The great thing about mental health professionals is that when we have overwhelming moments and panic and try to run... they usually understand.
It is completely understandable that yesterday was a very painful day for you. How are you holding up today? Do you have friends or family who can help keep you busy?
Would it hurt to send another text to reschedule? It is up to you whether you want to explain why you cancelled but it does sound like your therapist has been helpful to you.
You're not remotely stupid. I see my own actions in how you responded. Starting to talk about trauma is scary. I worried if I opened the can of worms I'd never be able to contain and control my emotions again.
But the painful kind of therapy does help. It has for me anyway after a long time in therapy.

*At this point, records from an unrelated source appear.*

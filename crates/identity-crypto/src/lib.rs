pub mod keypair;
pub mod proof;
pub mod vrf;

pub use keypair::{verify, Signer};
pub use proof::{sign_score_proof, verify_score_proof, ScoreProof};
pub use vrf::{draw_to_u64, vrf_draw};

Feeling that medication makes you a failure is an extremely common reaction as you'll see on the forums. But it isn't accurate. When we're physically unwell we don't hesitate to accept the required medication... Yet mention an antidepressant and many of us panic. I did too.

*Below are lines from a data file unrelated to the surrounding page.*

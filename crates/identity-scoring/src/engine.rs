use std::collections::{HashMap, HashSet};
use std::sync::Arc;

use identity_core::{
    BOOTSTRAP_BASE, BOOTSTRAP_PER_VOUCH, Context, Epoch, Identifier, IdentityError, RuleSet,
    ScoreComponents, ScoreRecord,
};
use identity_crypto::{sign_score_proof, ScoreProof, Signer};
use identity_decay::DecayFn;
use identity_provider::DataProvider;
use identity_store::EpochRange;

use crate::factors::{self, decay_fn};
use crate::input_hash::compute_input_hash;

/// Stateless five-factor scorer. Holds nothing but a shared handle to the
/// data provider; every call is a pure function of `(identity, context,
/// epoch, rule set)` and whatever events the provider can see.
pub struct ScoringEngine {
    provider: Arc<DataProvider>,
}

impl ScoringEngine {
    pub fn new(provider: Arc<DataProvider>) -> Self {
        Self { provider }
    }

    pub fn provider(&self) -> &DataProvider {
        &self.provider
    }

    /// Computes `(K, A, V, R, T)` and the clamped aggregate score.
    pub fn compute_score(
        &self,
        identity: &Identifier,
        context: &Context,
        epoch: Epoch,
        rules: &RuleSet,
    ) -> Result<ScoreRecord, IdentityError> {
        let mut memo = HashMap::new();
        let mut in_progress = HashSet::new();
        let components = self.compute_components(identity, context, epoch, rules, &mut memo, &mut in_progress)?;
        let value = aggregate(&components, rules);
        Ok(ScoreRecord {
            identity: identity.clone(),
            context: context.clone(),
            epoch,
            value,
            components,
            computed_by: "identity-scoring".to_string(),
            version: 1,
        })
    }

    /// Component breakdown alone, for `GET /score/{id}/factors`.
    pub fn compute_factors(
        &self,
        identity: &Identifier,
        context: &Context,
        epoch: Epoch,
        rules: &RuleSet,
    ) -> Result<ScoreComponents, IdentityError> {
        let mut memo = HashMap::new();
        let mut in_progress = HashSet::new();
        self.compute_components(identity, context, epoch, rules, &mut memo, &mut in_progress)
    }

    /// The hex-SHA-256 input hash over `identity`'s own evidence records,
    /// as committed to by a signed proof.
    pub fn compute_input_hash(
        &self,
        identity: &Identifier,
        context: &Context,
        epoch: Epoch,
    ) -> Result<String, IdentityError> {
        let vouches = self.provider.vouches_received(identity, context, epoch)?;
        let attestations = self.provider.attestations(identity, context, epoch)?;
        let kyc = self.provider.kyc_records(identity, context, epoch)?;
        let reports = self.provider.reports(identity, context, epoch)?;
        Ok(compute_input_hash(identity.as_str(), &vouches, &attestations, &kyc, &reports))
    }

    /// Recomputes the score and signs a proof over it in one pass.
    pub fn sign_proof(
        &self,
        signer: &Signer,
        identity: &Identifier,
        context: &Context,
        epoch: Epoch,
        rules: &RuleSet,
    ) -> Result<(ScoreRecord, ScoreProof), IdentityError> {
        let record = self.compute_score(identity, context, epoch, rules)?;
        let input_hash = self.compute_input_hash(identity, context, epoch)?;
        let proof = sign_score_proof(signer, identity.as_str(), context, record.value, epoch, &input_hash);
        Ok((record, proof))
    }

    fn compute_components(
        &self,
        identity: &Identifier,
        context: &Context,
        epoch: Epoch,
        rules: &RuleSet,
        memo: &mut HashMap<Identifier, f64>,
        in_progress: &mut HashSet<Identifier>,
    ) -> Result<ScoreComponents, IdentityError> {
        let decay = decay_fn(rules);

        let kyc = self.provider.kyc_records(identity, context, epoch)?;
        let k = factors::k_factor(kyc, epoch, decay, rules.vouch_half_life);

        let attestations = self.provider.attestations(identity, context, epoch)?;
        let a = factors::a_factor(attestations, epoch, decay, rules.vouch_half_life);

        let reports = self.provider.reports(identity, context, epoch)?;
        let r = factors::r_factor(reports, epoch, decay, rules.report_half_life);

        let span = self.provider.activity_span(identity, epoch)?;
        let t = factors::t_factor(span, epoch, decay, rules.time_max_growth, rules.time_inactivity_decay);

        let v = self.compute_v_factor(identity, context, epoch, rules, decay, memo, in_progress)?;

        Ok(ScoreComponents { k, a, v, r, t })
    }

    fn compute_v_factor(
        &self,
        identity: &Identifier,
        context: &Context,
        epoch: Epoch,
        rules: &RuleSet,
        decay: DecayFn,
        memo: &mut HashMap<Identifier, f64>,
        in_progress: &mut HashSet<Identifier>,
    ) -> Result<f64, IdentityError> {
        let mut vouches = self.provider.vouches_received(identity, context, epoch)?;
        vouches.sort_by(|a, b| a.from.cmp(&b.from).then(a.epoch.cmp(&b.epoch)));

        let mut weighted = Vec::with_capacity(vouches.len());
        for vouch in &vouches {
            let voucher_score = self.voucher_score(&vouch.from, context, epoch, rules, memo, in_progress)?;
            let capped = voucher_score.min(rules.vouch_cap);
            let age = (epoch - vouch.epoch) as f64;
            let decayed_strength = decay.apply_decay(vouch.strength, age, rules.vouch_half_life);
            weighted.push(capped * decayed_strength);
        }

        let diversity_score = self.diversity_score(identity, context, epoch)?;
        Ok(factors::v_factor(&weighted, rules.diversity_penalty, diversity_score))
    }

    /// Recursive voucher-score lookup with memoization and cycle breaking:
    /// a completed value is served from `memo`; a value already on the
    /// call stack is substituted with the bootstrap heuristic instead of
    /// recursing again.
    fn voucher_score(
        &self,
        voucher: &Identifier,
        context: &Context,
        epoch: Epoch,
        rules: &RuleSet,
        memo: &mut HashMap<Identifier, f64>,
        in_progress: &mut HashSet<Identifier>,
    ) -> Result<f64, IdentityError> {
        if let Some(&v) = memo.get(voucher) {
            return Ok(v);
        }
        if in_progress.contains(voucher) {
            let vouch_count = self.provider.vouches_received(voucher, context, epoch)?.len();
            let bootstrap = (BOOTSTRAP_BASE + BOOTSTRAP_PER_VOUCH * vouch_count as f64).min(rules.vouch_cap);
            return Ok(bootstrap);
        }

        in_progress.insert(voucher.clone());
        let components = self.compute_components(voucher, context, epoch, rules, memo, in_progress)?;
        in_progress.remove(voucher);

        let value = aggregate(&components, rules);
        memo.insert(voucher.clone(), value);
        Ok(value)
    }

    fn diversity_score(&self, identity: &Identifier, context: &Context, epoch: Epoch) -> Result<f64, IdentityError> {
        let range = EpochRange { from: Epoch::MIN, to: Some(epoch + 1) };
        let graph = self.provider.vouch_graph(context, range)?;
        let communities = identity_graph::detect_communities(&graph);
        Ok(identity_graph::shannon_diversity(identity, &graph, &communities))
    }
}

fn aggregate(components: &ScoreComponents, rules: &RuleSet) -> f64 {
    let f = rules.factors;
    (f.alpha * components.k + f.beta * components.a + f.gamma * components.v - f.delta * components.r
        + f.tau * components.t)
        .max(0.0)
}

#[cfg(test)]
mod tests {
    use super::*;
    use identity_store::EventStore;
    use tempfile::tempdir;

    fn default_rules() -> RuleSet {
        use identity_core::{CommitteeParams, ContentId, Factors};
        use std::collections::HashMap as Map;
        RuleSet {
            id: ContentId::from_bytes([0u8; 32]),
            factors: Factors::default(),
            vouch_cap: identity_core::DEFAULT_VOUCH_CAP,
            vouch_half_life: identity_core::DEFAULT_VOUCH_HALF_LIFE,
            report_half_life: identity_core::DEFAULT_REPORT_HALF_LIFE,
            time_max_growth: identity_core::DEFAULT_TIME_MAX_GROWTH,
            time_inactivity_decay: identity_core::DEFAULT_TIME_INACTIVITY_DECAY,
            decay: identity_core::DecayKind::Exponential,
            diversity_penalty: identity_core::DEFAULT_DIVERSITY_PENALTY,
            community_threshold: identity_core::DEFAULT_COMMUNITY_THRESHOLD,
            collusion_threshold: identity_core::DEFAULT_COLLUSION_THRESHOLD,
            collusion_penalty: identity_core::DEFAULT_COLLUSION_PENALTY,
            per_context_budget: Map::new(),
            committee: CommitteeParams { size: 3, threshold: 2 },
            checkpoint_cadence_epochs: 1,
            dispute_window_epochs: 1,
            created_at: 0,
            valid_from: 0,
            timelock_days: 1,
            hash: ContentId::from_bytes([0u8; 32]),
            signature: Vec::new(),
            signer_public_key: Vec::new(),
        }
    }

    #[test]
    fn identity_with_no_evidence_scores_zero() {
        let dir = tempdir().unwrap();
        let store = Arc::new(EventStore::open(dir.path()).unwrap());
        let provider = Arc::new(DataProvider::new(store));
        let engine = ScoringEngine::new(provider);
        let rules = default_rules();
        let identity = Identifier::new("key:nobody").unwrap();
        let record = engine
            .compute_score(&identity, &"commerce".to_string(), 100, &rules)
            .unwrap();
        assert_eq!(record.value, 0.0);
    }

    #[test]
    fn scoring_is_deterministic() {
        let dir = tempdir().unwrap();
        let store = Arc::new(EventStore::open(dir.path()).unwrap());
        let provider = Arc::new(DataProvider::new(store));
        let engine = ScoringEngine::new(provider);
        let rules = default_rules();
        let identity = Identifier::new("key:nobody").unwrap();
        let context = "commerce".to_string();
        let first = engine.compute_score(&identity, &context, 100, &rules).unwrap();
        let second = engine.compute_score(&identity, &context, 100, &rules).unwrap();
        assert_eq!(first.value, second.value);
        assert_eq!(first.components.k, second.components.k);
    }
}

But meds aren't as scary as I thought. I thought that meds would mess with my brain and I wouldn't feel in control or feel like myself anymore. But what they really did was make everything feel slightly less overwhelming. They aren't a fix all and I've needed to work hard to help myself.
Before medication I was not in a place where I could talk. My emotions were explosive so I had to lock them away inside. The meds allowed me to feel emotions but not be constantly overwhemed. I needed this to be able to cope with therapy and speaking about painful topics.
I hope you can send the message to your therapist and try again. In the meantime these forums are a safe and non judgemental place for you to talk.